Quand je vous disais que je ne partais pas gagnant.

Cependant, j'étais curieux sur le fond et la forme. Je me demandais bien comment une telle BD avait pu voir le jour et à quoi elle pouvait bien ressembler. Avec plus de 150 pages et une couverture souple, on était loin des standards du format. Ca peut sembler être un détail, mais ça m'a directement rassuré. Je n'aurai pas à lire une histoire où tout irait trop vite, non, je pourrai prendre mon temps avec cette œuvre.
L'autre point qui m'a directement accroché, c'est le dessin. Mon dieu que c'est beau! Le dessin assume clairement des influences semi-réaliste et grandement iconique dans le même temps. Les yeux représentent parfaitement cette polyvalence. Certains regards sont décrits de manière très réalistes, tandis que d'autres (au hasard : l'air surpris) repose sur de l'iconisation extrême. Les dessins sont toujours clairs et vraiment très beaux. Ils ont une grande légèreté, c'est très tranquille, très svelte et très posé. Tout est toujours puissant, suffisamment réaliste pour rentrer dedans et suffisamment aéré pour se laisser rêver. En terme de dessin, on a vraiment du très très très beau. C'est simple, j'adhère totalement.
Au niveau des couleurs, la plus grande partie du récit contient du noirs et blanc avec différente teintes de gris plus ou moins délavées. On appréciera le côté un peu crayonné de certains détails sans pour autant que ça en devienne un élément de couleur. La couleur, moins présente est cependant maitrisé dans les scènes où elle doit être. Je fais abstraction du bleu, présent dans les souvenir comme unique couleur. Un bleu fort, un bleu dynamique lié à des évènements importants. Ca rend le dessin encore plus facile d'accès, encore plus beau.
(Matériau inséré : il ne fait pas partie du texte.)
//! Monthly budget operations.

use chrono::NaiveDateTime;
use rusqlite::{params, OptionalExtension, Row};

use super::{Database, DbError, DbResult};
use crate::models::{Budget, DoctorId, Money, YearMonth};

const BUDGET_COLUMNS: &str = r#"
    id, doctor_id, category, year, month, monthly_limit, alert_threshold,
    is_active, created_at
"#;

fn budget_from_row(row: &Row<'_>) -> rusqlite::Result<Budget> {
    Ok(Budget {
        id: row.get(0)?,
        doctor_id: row.get(1)?,
        category: row.get(2)?,
        year: row.get(3)?,
        month: row.get(4)?,
        monthly_limit: row.get(5)?,
        alert_threshold: row.get(6)?,
        is_active: row.get(7)?,
        created_at: row.get(8)?,
    })
}

impl Database {
    pub fn insert_budget(
        &self,
        doctor_id: DoctorId,
        category: &str,
        month: YearMonth,
        monthly_limit: Money,
        alert_threshold: u8,
        now: NaiveDateTime,
    ) -> DbResult<Budget> {
        self.conn.execute(
            r#"
            INSERT INTO budgets (
                doctor_id, category, year, month, monthly_limit, alert_threshold, created_at
            ) VALUES (?1, ?2, ?3, ?4, ?5, ?6, ?7)
            "#,
            params![
                doctor_id,
                category,
                month.year,
                month.month,
                monthly_limit,
                alert_threshold,
                now,
            ],
        )?;
        let id = self.conn.last_insert_rowid();
        self.get_budget(doctor_id, id)?
            .ok_or_else(|| DbError::NotFound(format!("budget {}", id)))
    }

    pub fn update_budget_row(
        &self,
        doctor_id: DoctorId,
        budget_id: i64,
        monthly_limit: Money,
        alert_threshold: u8,
    ) -> DbResult<bool> {
        let rows_affected = self.conn.execute(
            r#"
            UPDATE budgets SET monthly_limit = ?3, alert_threshold = ?4
            WHERE doctor_id = ?1 AND id = ?2
            "#,
            params![doctor_id, budget_id, monthly_limit, alert_threshold],
        )?;
        Ok(rows_affected > 0)
    }

    /// Toggle a budget; activating fails with a unique violation if another
    /// active budget covers the same category and month.
    pub fn set_budget_active(&self, doctor_id: DoctorId, budget_id: i64, active: bool) -> DbResult<bool> {
        let rows_affected = self.conn.execute(
            "UPDATE budgets SET is_active = ?3 WHERE doctor_id = ?1 AND id = ?2",
            params![doctor_id, budget_id, active],
        )?;
        Ok(rows_affected > 0)
    }

    pub fn get_budget(&self, doctor_id: DoctorId, budget_id: i64) -> DbResult<Option<Budget>> {
        self.conn
            .query_row(
                &format!(
                    "SELECT {} FROM budgets WHERE doctor_id = ?1 AND id = ?2",
                    BUDGET_COLUMNS
                ),
                params![doctor_id, budget_id],
                budget_from_row,
            )
            .optional()
            .map_err(Into::into)
    }

    /// The active budget for a category and month.
    pub fn find_active_budget(
        &self,
        doctor_id: DoctorId,
        category: &str,
        month: YearMonth,
    ) -> DbResult<Option<Budget>> {
        self.conn
            .query_row(
                &format!(
                    r#"
                    SELECT {} FROM budgets
                    WHERE doctor_id = ?1 AND category = ?2 AND year = ?3 AND month = ?4
                      AND is_active = 1
                    "#,
                    BUDGET_COLUMNS
                ),
                params![doctor_id, category, month.year, month.month],
                budget_from_row,
            )
            .optional()
            .map_err(Into::into)
    }

    /// A doctor's budgets, newest month first, optionally for one month.
    pub fn list_budgets(&self, doctor_id: DoctorId, month: Option<YearMonth>) -> DbResult<Vec<Budget>> {
        let mut stmt = self.conn.prepare(&format!(
            r#"
            SELECT {} FROM budgets
            WHERE doctor_id = ?1 AND (?2 IS NULL OR (year = ?2 AND month = ?3))
            ORDER BY year DESC, month DESC, category
            "#,
            BUDGET_COLUMNS
        ))?;
        let rows = stmt.query_map(
            params![doctor_id, month.map(|m| m.year), month.map(|m| m.month)],
            budget_from_row,
        )?;
        rows.collect::<Result<Vec<_>, _>>().map_err(Into::into)
    }

    /// Point every budget of a renamed category at its new name.
    pub fn rename_budget_category(&self, doctor_id: DoctorId, from: &str, to: &str) -> DbResult<usize> {
        let rows_affected = self.conn.execute(
            "UPDATE budgets SET category = ?3 WHERE doctor_id = ?1 AND category = ?2",
            params![doctor_id, from, to],
        )?;
        Ok(rows_affected)
    }

    pub fn delete_budget_row(&self, doctor_id: DoctorId, budget_id: i64) -> DbResult<bool> {
        let rows_affected = self.conn.execute(
            "DELETE FROM budgets WHERE doctor_id = ?1 AND id = ?2",
            params![doctor_id, budget_id],
        )?;
        Ok(rows_affected > 0)
    }
}
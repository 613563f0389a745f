//! Input validation helpers shared by the components.

use crate::models::Money;
use crate::ClinicError;

pub const MIN_PASSWORD_LEN: usize = 6;
pub const MAX_NAME_LEN: usize = 100;
pub const MAX_CATEGORY_NAME_LEN: usize = 50;
/// Largest single amount accepted anywhere: 10,000,000,000.00.
pub const MAX_AMOUNT_CENTS: i64 = 1_000_000_000_000;

/// Trimmed value; empty is a validation error.
pub fn required(field: &str, value: &str) -> Result<String, ClinicError> {
    let trimmed = value.trim();
    if trimmed.is_empty() {
        return Err(ClinicError::validation(field, "is required"));
    }
    Ok(trimmed.to_string())
}

/// Like [`required`] with an upper bound on character count.
pub fn required_max(field: &str, value: &str, max: usize) -> Result<String, ClinicError> {
    let value = required(field, value)?;
    if value.chars().count() > max {
        return Err(ClinicError::validation(
            field,
            format!("must be at most {} characters", max),
        ));
    }
    Ok(value)
}

/// Trimmed optional text; blank becomes `None`.
pub fn optional(value: Option<&str>) -> Option<String> {
    value
        .map(str::trim)
        .filter(|v| !v.is_empty())
        .map(str::to_string)
}

pub fn non_negative(field: &str, amount: Money) -> Result<Money, ClinicError> {
    if amount.is_negative() {
        return Err(ClinicError::validation(field, "must not be negative"));
    }
    within_limit(field, amount)
}

pub fn positive(field: &str, amount: Money) -> Result<Money, ClinicError> {
    if !amount.is_positive() {
        return Err(ClinicError::validation(field, "must be greater than zero"));
    }
    within_limit(field, amount)
}

fn within_limit(field: &str, amount: Money) -> Result<Money, ClinicError> {
    let max = Money::from_cents(MAX_AMOUNT_CENTS);
    if amount > max {
        return Err(ClinicError::validation(field, format!("must be at most {}", max)));
    }
    Ok(amount)
}

/// Username: trimmed, lower-cased, 3-80 chars of `[a-z0-9._@-]`.
pub fn username(value: &str) -> Result<String, ClinicError> {
    let normalized = value.trim().to_lowercase();
    let len = normalized.chars().count();
    if !(3..=80).contains(&len) {
        return Err(ClinicError::validation(
            "username",
            "must be between 3 and 80 characters",
        ));
    }
    if !normalized
        .chars()
        .all(|c| c.is_ascii_lowercase() || c.is_ascii_digit() || matches!(c, '.' | '_' | '@' | '-'))
    {
        return Err(ClinicError::validation(
            "username",
            "may only contain letters, digits and . _ @ -",
        ));
    }
    Ok(normalized)
}

pub fn password(field: &str, value: &str) -> Result<(), ClinicError> {
    if value.chars().count() < MIN_PASSWORD_LEN {
        return Err(ClinicError::validation(
            field,
            format!("must be at least {} characters", MIN_PASSWORD_LEN),
        ));
    }
    Ok(())
}

/// `#rrggbb`, normalized to lower case.
pub fn hex_color(value: &str) -> Result<String, ClinicError> {
    let value = value.trim();
    let valid = value.len() == 7
        && value.starts_with('#')
        && value[1..].chars().all(|c| c.is_ascii_hexdigit());
    if !valid {
        return Err(ClinicError::validation("color", "must look like #rrggbb"));
    }
    Ok(value.to_ascii_lowercase())
}

#[cfg(test)]
mod tests {
    use super::*;

    #[test]
    fn test_required_trims() {
        assert_eq!(required("name", "  Max ").unwrap(), "Max");
        assert!(required("name", "   ").is_err());
        assert!(required_max("name", "abcdef", 5).is_err());
    }

    #[test]
    fn test_optional_blank_is_none() {
        assert_eq!(optional(Some("  ")), None);
        assert_eq!(optional(Some(" x ")), Some("x".into()));
        assert_eq!(optional(None), None);
    }

    #[test]
    fn test_username_rules() {
        assert_eq!(username("  Dr.House@Clinic ").unwrap(), "dr.house@clinic");
        assert!(username("ab").is_err());
        assert!(username("has space").is_err());
        assert!(username(&"a".repeat(81)).is_err());
    }

    #[test]
    fn test_amount_rules() {
        assert!(non_negative("amount", Money::ZERO).is_ok());
        assert!(non_negative("amount", Money::from_cents(-1)).is_err());
        assert!(positive("amount", Money::ZERO).is_err());
        assert!(positive("amount", Money::from_cents(1)).is_ok());
    }

    #[test]
    fn test_amount_upper_bound() {
        let max = Money::from_cents(MAX_AMOUNT_CENTS);
        assert_eq!(positive("amount", max).unwrap(), max);
        assert!(non_negative("amount_due", max).is_ok());

        let over = max + Money::from_cents(1);
        let err = positive("amount", over).unwrap_err();
        assert!(err.to_string().contains("at most 10000000000.00"), "{}", err);
        assert!(non_negative("amount_paid", over).is_err());
    }

    #[test]
    fn test_hex_color() {
        assert_eq!(hex_color("#A1B2C3").unwrap(), "#a1b2c3");
        assert!(hex_color("a1b2c3").is_err());
        assert!(hex_color("#12345g").is_err());
    }
}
Derrière ce dessin sublime, se cache une histoire terrible mais tout aussi magnifique. Pour commencer, je vais faire une petite révélation : cette BD ne parle pas d'homosexualité … Son sujet c'est l'amour. La force du récit est là. C'est universel, ça parle à tous : l'amour, l'adolescence et la difficulté à s'accepter, entièrement. La difficulté d'aimer, de s'aimer, d'être aimé. Ce récit est beau parce que l'amour est quelque chose de fort et que Le Bleu est une Couleur Chaude en parle délicieusement bien.
Mais si le sujet est l'amour, le propos lui est l'homosexualité. Avant de poursuivre, je vais expliquer rapidement la différence entre sujet et propos à propos (petite blague) d'un film que j'ai vu récemment et que tout un chacun connait : Les Oiseaux d'Alfred Hitchcock. Le sujet du film (le scénario, ce qui fait avancer l'action), c'est l'attaque d'oiseaux sur une petite ville. Le propos (le message derrière, ce que l'artiste veut offrir à son public comme quelque chose de plus profond) c'est la réorganisation de la cellule familiale. Ici c'est pareil, la BD parle d'amour, évoque l'amour et avance sur l'amour, mais le propos de fond est l'homosexualité évidemment … Et quelque part, inversement. Car forcément, une partie du propos (le sexe et une orientation que certains jugent « déviant ») se retrouve dans le sujet, et ce dernier (l'amour) est forcément présent dans sa manière de concevoir sa propre sexualité.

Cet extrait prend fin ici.